By the 1850s, the British were well established in India and in 1857 the powers and substantial lands of the British East India Company were transferred to the British Monarchy, in the person of Queen Victorian, ushering in a period of British Colonial Rule known as the British Raj. 1857 was also the date of a major mutiny of Indian troops often referred to as the Sepoy Rebellion or the Indian Mutiny. The causes for the Mutiny are very complex and had partly to do with relations between the East India Company and local taluqdars (rural landlords) who felt that Company agents were unnecessarily meddling in their affairs without fully understanding them, particularly the Caste system. The tipping point, however, was the use of cartridges for the new Enfield 1853 Pattern Rifle, which was used by the Company Army and contained many Indian Muslim troops or sepoys. The rifle barrels had a tighter fit and the gunpowder came in paper cartridges, the ends of which had to be bitten off to release it during reloading. These cartridges were coated in grease made from pig fat to protect them from dampness. Of course, no Muslim would bite into pork fat, as it would be offensive to their religion, and if the British authorities were to use beef fat, this would be offensive to Hindu sepoy brigades (since the cow was a sacred animal in the Hindu religion). Nevertheless, the British went ahead and issued some of the cartridges and, although they were subsequently withdrawn, rumors persisted among the native soldiers that new cartridges were secretly greased in both pork and beef fat. The situation came to a head in the Bengal Native Infantry, a branch of the Bengal Army in which there were already problems. The Mutiny spread across the Indian sub-continent and the British were forced to act. Using Salimgrah as a holding and interrogation center, they shipped Mutineers there for “questioning” which, it is believed, often involved physical abuse. The sense of injustice against religious beliefs and practices was overwhelming.
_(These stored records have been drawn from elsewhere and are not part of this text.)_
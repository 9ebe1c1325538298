mod cache_log;
mod histogram;
mod results_db;
mod run_data;
mod summary;

// Re-exports.
pub use cache_log::CacheLog;
pub use histogram::Histogram;
pub use results_db::{Entry, ResultsDB};
pub use run_data::{
    run_latency_histogram, strip_trailing_commas, HistsFile, RunData,
    TputLog, READ_HISTS_FILE, WRITE_HISTS_FILE,
};
pub use summary::{mean_and_conf, LatencyType, MeanConf, Summary};

use kawkab_exp::{System, TestId};

#[derive(Clone, Debug)]
pub struct Search {
    pub system: System,
    pub prefix: String,
    res_file: Option<String>,
    num_clients: Option<usize>,
    batch_size: Option<usize>,
    record_size: Option<usize>,
    write_ratio: Option<usize>,
    files_per_client: Option<usize>,
}

impl Search {
    pub fn new(system: System, prefix: impl ToString) -> Self {
        Self {
            system,
            prefix: prefix.to_string(),
            res_file: None,
            num_clients: None,
            batch_size: None,
            record_size: None,
            write_ratio: None,
            files_per_client: None,
        }
    }

    pub fn res_file(&mut self, res_file: impl ToString) -> &mut Self {
        self.res_file = Some(res_file.to_string());
        self
    }

    pub fn num_clients(&mut self, num_clients: usize) -> &mut Self {
        self.num_clients = Some(num_clients);
        self
    }

    pub fn batch_size(&mut self, batch_size: usize) -> &mut Self {
        self.batch_size = Some(batch_size);
        self
    }

    pub fn record_size(&mut self, record_size: usize) -> &mut Self {
        self.record_size = Some(record_size);
        self
    }

    pub fn write_ratio(&mut self, write_ratio: usize) -> &mut Self {
        self.write_ratio = Some(write_ratio);
        self
    }

    pub fn files_per_client(&mut self, files_per_client: usize) -> &mut Self {
        self.files_per_client = Some(files_per_client);
        self
    }

    pub(crate) fn matches(&self, test_id: &TestId, res_file: &str) -> bool {
        let optional = |filter: Option<usize>, value: usize| {
            filter.map(|filter| filter == value).unwrap_or(true)
        };
        test_id.system == self.system
            && test_id.prefix == self.prefix
            && self
                .res_file
                .as_ref()
                .map(|filter| filter == res_file)
                .unwrap_or(true)
            && optional(self.num_clients, test_id.num_clients)
            && optional(self.batch_size, test_id.batch_size)
            && optional(self.record_size, test_id.record_size)
            && optional(self.write_ratio, test_id.write_ratio)
            && optional(self.files_per_client, test_id.files_per_client)
    }
}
By this time the Mughal Empire had been so driven back by the British that the current Emperor, Bahdur Shah Zafar II only ruled a small amount of land around Delhi. Even so, he was taken prisoner by the British—he was captured almost beside Humayan’s tomb—and briefly held in Salimgar where he conspired with a number of the Mutineers. In retaliation, he was beaten and starved, and it is said that his emaciated and bloodied ghost still wanders some of the corridors of the old Fortress, even though he was later moved to Rangoon in Burma and was only there for a brief period. He was really the last of the Mughal ruler of the area and was certainly badly treated by the British during his brief stay. The sense of injustice follows his specter like a pall.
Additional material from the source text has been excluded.